- Born: Tel Aviv, Israel
- Education: B.A. in Economics and Art History, University of Haifa; M.A. in Urban Planning, Technion – Israel Institute of Technology;
- Occupations: Art collector, Philanthropist
- Known for: Founder and board chair of Artis, Chair of Sotheby's Israel
- Board member of: Israel Philharmonic Orchestra; Association of Israel's Decorative Arts; Tel Aviv Museum of Art; Bezalel Academy of Arts and Design; Sotheby's Europe; Israel Museum (Co-chair, "Here and Now" committee);

= Rivka Saker =

Israeli art collector and philanthropist

Rivka Saker (רבקה סקר) is an art collector. Based in New York and Tel Aviv, she serves as a chairman of the Sotheby's Israel, and the founder and board chair of Artis. In 2004, Saker founded Artis, a non-profit art organization to support Israeli artists and to create opportunities for their exposure abroad. She has helped support projects by Israeli artists including Yael Bartana, Gilad Ratman, Naama Tsabar, and Ariel Schlesinger and more.

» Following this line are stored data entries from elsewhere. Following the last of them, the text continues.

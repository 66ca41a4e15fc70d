//! Signed bearer tokens.
//!
//! A token has the shape `v1.<payload>.<signature>` where both segments are
//! base64url without padding. The payload is JSON claims; the signature is
//! HMAC-SHA256 over `v1.<payload>` with the server key.
//!
//! Claims carry a credential stamp derived from the stored password hash,
//! so replacing the hash invalidates every token issued before the change.
//! There is no revocation list: a token is otherwise valid until `exp`.

use std::fmt;

use base64::{Engine as _, engine::general_purpose::URL_SAFE_NO_PAD};
use chrono::{DateTime, TimeDelta, Utc};
use hmac::{Hmac, Mac};
use serde::{Deserialize, Serialize};
use sha2::{Digest, Sha256};
use zeroize::Zeroizing;

use super::{PasswordHash, User, UserId};

const TOKEN_VERSION: &str = "v1";

type HmacSha256 = Hmac<Sha256>;

/// Reasons a token can be refused.
#[derive(Debug, Clone, PartialEq, Eq, thiserror::Error)]
pub enum TokenError {
    #[error("token is malformed")]
    Malformed,
    #[error("token signature does not verify")]
    BadSignature,
    #[error("token has expired")]
    Expired,
    #[error("token could not be encoded: {0}")]
    Encoding(String),
}

/// Secret key material used to sign tokens. Wiped on drop.
#[derive(Clone)]
pub struct SigningKey(Zeroizing<Vec<u8>>);

impl SigningKey {
    pub fn new(bytes: impl Into<Vec<u8>>) -> Self {
        Self(Zeroizing::new(bytes.into()))
    }

    pub fn len(&self) -> usize {
        self.0.len()
    }

    pub fn is_empty(&self) -> bool {
        self.0.is_empty()
    }
}

impl fmt::Debug for SigningKey {
    fn fmt(&self, f: &mut fmt::Formatter<'_>) -> fmt::Result {
        write!(f, "SigningKey({} bytes)", self.0.len())
    }
}

/// Fingerprint of a stored password hash embedded in issued tokens.
///
/// # Examples
/// ```
/// use todo_backend::domain::{PasswordHash, credential_stamp};
///
/// let a = PasswordHash::new("$2b$10$aaaa").unwrap();
/// let b = PasswordHash::new("$2b$10$bbbb").unwrap();
/// assert_eq!(credential_stamp(&a).len(), 64);
/// assert_ne!(credential_stamp(&a), credential_stamp(&b));
/// ```
pub fn credential_stamp(hash: &PasswordHash) -> String {
    hex::encode(Sha256::digest(hash.as_str().as_bytes()))
}

/// Claims carried inside a token.
#[derive(Debug, Clone, PartialEq, Eq, Serialize, Deserialize)]
pub struct TokenClaims {
    sub: UserId,
    email: String,
    stamp: String,
    iat: i64,
    exp: i64,
}

impl TokenClaims {
    /// User the token was issued to.
    pub fn subject(&self) -> &UserId {
        &self.sub
    }

    /// Email the user logged in with.
    pub fn email(&self) -> &str {
        self.email.as_str()
    }

    /// Credential stamp at issue time.
    pub fn stamp(&self) -> &str {
        self.stamp.as_str()
    }

    /// Expiry as seconds since the Unix epoch.
    pub fn expires_at(&self) -> i64 {
        self.exp
    }
}

/// A freshly signed token and its expiry.
#[derive(Debug, Clone, PartialEq, Eq)]
pub struct IssuedToken {
    pub token: String,
    pub expires_at: DateTime<Utc>,
}

/// Issues and verifies tokens with one key and lifetime.
#[derive(Debug, Clone)]
pub struct TokenSigner {
    key: SigningKey,
    ttl: TimeDelta,
}

impl TokenSigner {
    pub fn new(key: SigningKey, ttl: TimeDelta) -> Self {
        Self { key, ttl }
    }

    /// Lifetime applied to newly issued tokens.
    pub fn ttl(&self) -> TimeDelta {
        self.ttl
    }

    fn mac(&self) -> Result<HmacSha256, TokenError> {
        HmacSha256::new_from_slice(&self.key.0).map_err(|err| TokenError::Encoding(err.to_string()))
    }

    fn sign(&self, signing_input: &str) -> Result<String, TokenError> {
        let mut mac = self.mac()?;
        mac.update(signing_input.as_bytes());
        Ok(URL_SAFE_NO_PAD.encode(mac.finalize().into_bytes()))
    }

    /// Issue a token for `user` valid from `now` for the configured lifetime.
    pub fn issue(&self, user: &User, now: DateTime<Utc>) -> Result<IssuedToken, TokenError> {
        let expires_at = now + self.ttl;
        let claims = TokenClaims {
            sub: *user.id(),
            email: user.email().as_ref().to_owned(),
            stamp: credential_stamp(user.password_hash()),
            iat: now.timestamp(),
            exp: expires_at.timestamp(),
        };
        let payload = serde_json::to_vec(&claims)
            .map_err(|err| TokenError::Encoding(err.to_string()))?;
        let signing_input = format!("{TOKEN_VERSION}.{}", URL_SAFE_NO_PAD.encode(payload));
        let signature = self.sign(&signing_input)?;
        Ok(IssuedToken {
            token: format!("{signing_input}.{signature}"),
            expires_at,
        })
    }

    /// Check the signature and expiry of `token` and return its claims.
    ///
    /// The signature is checked before the payload is decoded, and the
    /// comparison is constant time.
    pub fn verify(&self, token: &str, now: DateTime<Utc>) -> Result<TokenClaims, TokenError> {
        let mut segments = token.split('.');
        let (Some(version), Some(payload), Some(signature), None) = (
            segments.next(),
            segments.next(),
            segments.next(),
            segments.next(),
        ) else {
            return Err(TokenError::Malformed);
        };
        if version != TOKEN_VERSION {
            return Err(TokenError::Malformed);
        }

        let signature = URL_SAFE_NO_PAD
            .decode(signature)
            .map_err(|_| TokenError::Malformed)?;
        let mut mac = self.mac()?;
        mac.update(format!("{version}.{payload}").as_bytes());
        mac.verify_slice(&signature)
            .map_err(|_| TokenError::BadSignature)?;

        let payload = URL_SAFE_NO_PAD
            .decode(payload)
            .map_err(|_| TokenError::Malformed)?;
        let claims: TokenClaims =
            serde_json::from_slice(&payload).map_err(|_| TokenError::Malformed)?;
        if claims.exp <= now.timestamp() {
            return Err(TokenError::Expired);
        }
        Ok(claims)
    }
}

Saker was born in Tel Aviv, Israel. She earned her bachelor's degree in economics and art history from the University of Haifa. Upon graduation, she attended Haifa's Technion Institute of Technology where she received her Master of Arts degree in Urban Planning. In 1982, Saker joined Sotheby's and established the first Sotheby's office in Israel. In 2006, Saker was appointed chair of Sotheby's Israel. She is also a board member of Sotheby's Europe.

Saker serves on the board of various cultural institutions, including the Israel Philharmonic Orchestra, Association of Israel's Decorative Arts, the Tel Aviv Museum of Art, and the Bezalel Academy of Arts and Design. She also co-chairs "Here and Now", a committee for acquisitions of Israeli art for the Israel Museum. In 2013 Saker was named one of the top 10 influential people in Israel's art scene by Haaretz.